See the MSA Search Guide for detailed usage and parameters.

A3M to Multimer MSA Conversion (NEW)

Convert ColabFold-generated A3M monomer MSA files to paired multimer format for Boltz2:

from boltz2_client import (
    Boltz2Client,
    convert_a3m_to_multimer_csv,
    create_paired_msa_per_chain,
    Polymer, PredictionRequest
)

# Convert A3M files to paired MSA (auto-detects pairing mode)
result = convert_a3m_to_multimer_csv(
    a3m_files={'A': 'chain_A.a3m', 'B': 'chain_B.a3m'}
)
print(f"Paired {result.num_pairs} sequences")

# Create per-chain MSA structures for Boltz2
msa_per_chain = create_paired_msa_per_chain(result)
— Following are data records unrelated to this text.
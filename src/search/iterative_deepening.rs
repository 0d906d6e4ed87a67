//! Iterative deepening search with principal-variation negamax.
//!
//! Each iteration runs a full alpha-beta pass at the next depth, seeding move
//! ordering with the previous best move and the transposition table. From the
//! second iteration on, the root window is narrowed around the previous score
//! and widened on failure. Leaves resolve captures through quiescence search,
//! and checks extend the depth by one ply. The total distance from the root is
//! capped at `base_depth + extended_depth`, which bounds recursion.

use crate::game_state::chess_rules::FIFTY_MOVE_HALFMOVES;
use crate::game_state::game_state::GameState;
use crate::move_generation::legal_move_apply::apply_move;
use crate::move_generation::legal_move_generator::{
    generate_legal_moves, generate_legal_tactical_moves, has_legal_moves,
};
use crate::moves::move_descriptions::ChessMove;
use crate::search::board_scoring::{
    is_insufficient_material, is_mate_score, terminal_score, BoardScorer, PieceSquareScorer,
    DRAW_SCORE, MATE_SCORE,
};
use crate::search::move_ordering::{KillerTable, MovePicker, MAX_PLY};
use crate::search::transposition_table::{Bound, TTStats, TranspositionTable};

pub const DEFAULT_TT_SIZE_BYTES: usize = 16 * 1024 * 1024;

const INFINITY: i32 = MATE_SCORE + 1;
const ASPIRATION_WINDOW: i32 = 50;
/// Past this half-width the aspiration loop falls back to a full window.
const ASPIRATION_MAX_DELTA: i32 = 800;

#[derive(Debug, Clone, Copy, PartialEq, Eq)]
pub struct SearchConfig {
    pub base_depth: u8,
    /// Extra plies check extensions and quiescence may reach past `base_depth`.
    pub extended_depth: u8,
    /// Requested table size. `Searcher::search` rebuilds its table when this
    /// differs from the size it was built with.
    pub tt_size_bytes: usize,
}

impl Default for SearchConfig {
    fn default() -> Self {
        Self {
            base_depth: 4,
            extended_depth: 4,
            tt_size_bytes: DEFAULT_TT_SIZE_BYTES,
        }
    }
}

impl SearchConfig {
    /// Configuration for a playing level (0-5, higher is stronger).
    pub fn for_level(level: u8) -> Self {
        let (base_depth, extended_depth) = level_to_depth(level);
        Self {
            base_depth,
            extended_depth,
            ..Self::default()
        }
    }
}

/// Map a playing level to `(base_depth, extended_depth)`: level 1 searches
/// depth 1-2, level 5 depth 5-7. Levels above 5 clamp to 5.
pub fn level_to_depth(level: u8) -> (u8, u8) {
    match level {
        0 => (1, 0),
        level => {
            let base = level.min(5);
            (base, ((base + 1) / 2).min(2))
        }
    }
}

#[derive(Debug, Clone, Copy, PartialEq, Eq)]
pub struct SearchResult {
    pub best_move: ChessMove,
    /// Score for the side to move at the root.
    pub score: i32,
    pub nodes_searched: u64,
    pub reached_depth: u8,
    pub tt_stats: TTStats,
}

/// Owns the per-search state: transposition table, killer moves and scorer.
/// Reusing one `Searcher` across calls keeps the table warm; each call starts
/// a new table generation.
pub struct Searcher<S: BoardScorer = PieceSquareScorer> {
    tt: TranspositionTable,
    tt_size_bytes: usize,
    killers: KillerTable,
    scorer: S,
    nodes: u64,
    max_ply: u8,
}

impl Searcher<PieceSquareScorer> {
    pub fn new(tt_size_bytes: usize) -> Self {
        Self::with_scorer(tt_size_bytes, PieceSquareScorer)
    }
}

impl<S: BoardScorer> Searcher<S> {
    pub fn with_scorer(tt_size_bytes: usize, scorer: S) -> Self {
        Self {
            tt: TranspositionTable::new(tt_size_bytes),
            tt_size_bytes,
            killers: KillerTable::new(),
            scorer,
            nodes: 0,
            max_ply: 0,
        }
    }

    pub fn transposition_table(&self) -> &TranspositionTable {
        &self.tt
    }

    /// Search with `config`. A different `tt_size_bytes` replaces the table,
    /// dropping its contents.
    pub fn search(&mut self, game_state: &GameState, config: &SearchConfig) -> Option<SearchResult> {
        if config.tt_size_bytes != self.tt_size_bytes {
            self.tt = TranspositionTable::new(config.tt_size_bytes);
            self.tt_size_bytes = config.tt_size_bytes;
        }
        self.find_best_move(game_state, config.base_depth, config.extended_depth)
    }

    /// Best move for the side to move, or `None` when there is no legal move.
    pub fn find_best_move(
        &mut self,
        game_state: &GameState,
        base_depth: u8,
        extended_depth: u8,
    ) -> Option<SearchResult> {
        let root_moves = generate_legal_moves(game_state);
        let first_move = *root_moves.first()?;

        let base_depth = base_depth.clamp(1, (MAX_PLY - 1) as u8);
        let max_ply = usize::from(base_depth) + usize::from(extended_depth);
        self.max_ply = max_ply.min(MAX_PLY - 1) as u8;
        self.tt.new_search();
        self.killers.clear();
        self.nodes = 0;

        let mut result = SearchResult {
            best_move: first_move,
            score: 0,
            nodes_searched: 0,
            reached_depth: 0,
            tt_stats: TTStats::default(),
        };

        for depth in 1..=base_depth {
            let (score, best_move) = if depth > 1 && !is_mate_score(result.score) {
                self.aspiration_search(game_state, &root_moves, depth, result.score, result.best_move)
            } else {
                self.search_root(game_state, &root_moves, depth, -INFINITY, INFINITY, result.best_move)
            };

            result.best_move = best_move;
            result.score = score;
            result.reached_depth = depth;
            log::debug!(
                "depth {depth} score {score} nodes {} best {best_move}",
                self.nodes
            );
        }

        result.nodes_searched = self.nodes;
        result.tt_stats = self.tt.stats();
        Some(result)
    }

    fn aspiration_search(
        &mut self,
        game_state: &GameState,
        root_moves: &[ChessMove],
        depth: u8,
        previous: i32,
        hint: ChessMove,
    ) -> (i32, ChessMove) {
        let mut delta_low = ASPIRATION_WINDOW;
        let mut delta_high = ASPIRATION_WINDOW;
        loop {
            let alpha = if delta_low > ASPIRATION_MAX_DELTA { -INFINITY } else { previous - delta_low };
            let beta = if delta_high > ASPIRATION_MAX_DELTA { INFINITY } else { previous + delta_high };
            let (score, best_move) = self.search_root(game_state, root_moves, depth, alpha, beta, hint);

            if score <= alpha && alpha > -INFINITY {
                log::trace!("depth {depth}: fail low {score} <= {alpha}, widening");
                delta_low *= 4;
            } else if score >= beta && beta < INFINITY {
                log::trace!("depth {depth}: fail high {score} >= {beta}, widening");
                delta_high *= 4;
            } else {
                return (score, best_move);
            }
        }
    }

    fn search_root(
        &mut self,
        game_state: &GameState,
        root_moves: &[ChessMove],
        depth: u8,
        mut alpha: i32,
        beta: i32,
        hint: ChessMove,
    ) -> (i32, ChessMove) {
        self.nodes += 1;
        let alpha_orig = alpha;
        let tt_move = self.tt.probe(game_state.zobrist_key, depth, alpha, beta, 0).best_move();
        let picker = MovePicker::new(root_moves.to_vec(), tt_move.or(Some(hint)), self.killers.killers(0));

        let mut best_score = -INFINITY;
        let mut best_move = hint;
        for (i, mv) in picker.enumerate() {
            let child = apply_move(game_state, mv);
            let score = self.principal_variation_child(&child, depth - 1, alpha, beta, 1, i == 0);
            if score > best_score {
                best_score = score;
                best_move = mv;
            }
            if score > alpha {
                alpha = score;
            }
            if alpha >= beta {
                break;
            }
        }

        let bound = bound_for(best_score, alpha_orig, beta);
        self.tt.store(game_state.zobrist_key, depth, best_score, bound, Some(best_move), 0);
        (best_score, best_move)
    }

    /// Search one child: full window for the first move, null window with a
    /// full re-search on surprise for the rest. Returns the score from the
    /// parent's point of view.
    #[inline]
    fn principal_variation_child(
        &mut self,
        child: &GameState,
        depth: u8,
        alpha: i32,
        beta: i32,
        ply: u8,
        first: bool,
    ) -> i32 {
        if first {
            return -self.negamax(child, depth, -beta, -alpha, ply);
        }
        let score = -self.negamax(child, depth, -alpha - 1, -alpha, ply);
        if score > alpha && score < beta {
            -self.negamax(child, depth, -beta, -alpha, ply)
        } else {
            score
        }
    }

    fn negamax(&mut self, game_state: &GameState, depth: u8, mut alpha: i32, beta: i32, ply: u8) -> i32 {
        if let Some(score) = adjudicated_score(game_state, ply) {
            self.nodes += 1;
            return score;
        }

        let in_check = game_state.status.in_check;
        let depth = if in_check { depth.saturating_add(1) } else { depth };
        if depth == 0 || ply >= self.max_ply {
            return self.quiescence(game_state, alpha, beta, ply, 0);
        }
        self.nodes += 1;

        let key = game_state.zobrist_key;
        let probe = self.tt.probe(key, depth, alpha, beta, ply);
        if let Some(score) = probe.cutoff_score {
            return score;
        }

        let moves = generate_legal_moves(game_state);
        if moves.is_empty() {
            let score = terminal_score(in_check, ply);
            self.tt.store(key, depth, score, Bound::Exact, None, ply);
            return score;
        }

        let alpha_orig = alpha;
        let picker = MovePicker::new(moves, probe.best_move(), self.killers.killers(ply));
        let mut best_score = -INFINITY;
        let mut best_move = None;
        for (i, mv) in picker.enumerate() {
            let child = apply_move(game_state, mv);
            let score = self.principal_variation_child(&child, depth - 1, alpha, beta, ply + 1, i == 0);
            if score > best_score {
                best_score = score;
                best_move = Some(mv);
            }
            if score > alpha {
                alpha = score;
            }
            if alpha >= beta {
                self.killers.record(ply, mv);
                break;
            }
        }

        let bound = bound_for(best_score, alpha_orig, beta);
        self.tt.store(key, depth, best_score, bound, best_move, ply);
        best_score
    }

    /// Captures and promotions until the position is quiet. The first
    /// quiescence ply also tries quiet checks, and a side in check searches
    /// every evasion.
    fn quiescence(&mut self, game_state: &GameState, mut alpha: i32, beta: i32, ply: u8, qply: u8) -> i32 {
        self.nodes += 1;
        if let Some(score) = adjudicated_score(game_state, ply) {
            return score;
        }

        let in_check = game_state.status.in_check;
        if ply >= self.max_ply {
            return self.horizon_score(game_state, in_check, ply);
        }

        let key = game_state.zobrist_key;
        let probe = self.tt.probe(key, 0, alpha, beta, ply);
        if let Some(score) = probe.cutoff_score {
            return score;
        }

        let alpha_orig = alpha;
        let mut best_score = -INFINITY;
        let moves = if in_check {
            let evasions = generate_legal_moves(game_state);
            if evasions.is_empty() {
                let score = terminal_score(true, ply);
                self.tt.store(key, 0, score, Bound::Exact, None, ply);
                return score;
            }
            evasions
        } else {
            let (can_move, moves) = if qply == 0 {
                let all = generate_legal_moves(game_state);
                (!all.is_empty(), tactical_and_checking_moves(game_state, all))
            } else {
                let tactical = generate_legal_tactical_moves(game_state);
                (!tactical.is_empty() || has_legal_moves(game_state), tactical)
            };
            if !can_move {
                self.tt.store(key, 0, DRAW_SCORE, Bound::Exact, None, ply);
                return DRAW_SCORE;
            }

            let stand_pat = self.scorer.score(game_state);
            if stand_pat >= beta {
                return stand_pat;
            }
            alpha = alpha.max(stand_pat);
            best_score = stand_pat;
            moves
        };

        let mut best_move = None;
        for mv in MovePicker::new(moves, probe.best_move(), [None; 2]) {
            let child = apply_move(game_state, mv);
            let score = -self.quiescence(&child, -beta, -alpha, ply + 1, qply.saturating_add(1));
            if score > best_score {
                best_score = score;
                best_move = Some(mv);
            }
            if score > alpha {
                alpha = score;
            }
            if alpha >= beta {
                break;
            }
        }

        let bound = bound_for(best_score, alpha_orig, beta);
        self.tt.store(key, 0, best_score, bound, best_move, ply);
        best_score
    }

    fn horizon_score(&self, game_state: &GameState, in_check: bool, ply: u8) -> i32 {
        if has_legal_moves(game_state) {
            self.scorer.score(game_state)
        } else {
            terminal_score(in_check, ply)
        }
    }
}

/// Search `game_state` with a fresh table of `tt_size_bytes`.
pub fn find_best_move(
    game_state: &GameState,
    base_depth: u8,
    extended_depth: u8,
    tt_size_bytes: usize,
) -> Option<SearchResult> {
    Searcher::new(tt_size_bytes).find_best_move(game_state, base_depth, extended_depth)
}

#[inline]
fn bound_for(score: i32, alpha_orig: i32, beta: i32) -> Bound {
    if score <= alpha_orig {
        Bound::Upper
    } else if score >= beta {
        Bound::Lower
    } else {
        Bound::Exact
    }
}

/// Score fixed by the draw rules: bare material, or the fifty-move rule
/// unless the side to move is already checkmated.
fn adjudicated_score(game_state: &GameState, ply: u8) -> Option<i32> {
    if is_insufficient_material(game_state) {
        return Some(DRAW_SCORE);
    }
    if game_state.halfmove_clock < FIFTY_MOVE_HALFMOVES {
        return None;
    }
    if game_state.status.in_check && !has_legal_moves(game_state) {
        Some(terminal_score(true, ply))
    } else {
        Some(DRAW_SCORE)
    }
}

fn tactical_and_checking_moves(game_state: &GameState, moves: Vec<ChessMove>) -> Vec<ChessMove> {
    moves
        .into_iter()
        .filter(|&mv| mv.is_tactical() || apply_move(game_state, mv).status.in_check)
        .collect()
}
# Create polymers with paired MSA
protein_A = Polymer(id="A", molecule_type="protein", 
                    sequence=result.query_sequences['A'],
                    msa=msa_per_chain['A'])
protein_B = Polymer(id="B", molecule_type="protein",
                    sequence=result.query_sequences['B'],
                    msa=msa_per_chain['B'])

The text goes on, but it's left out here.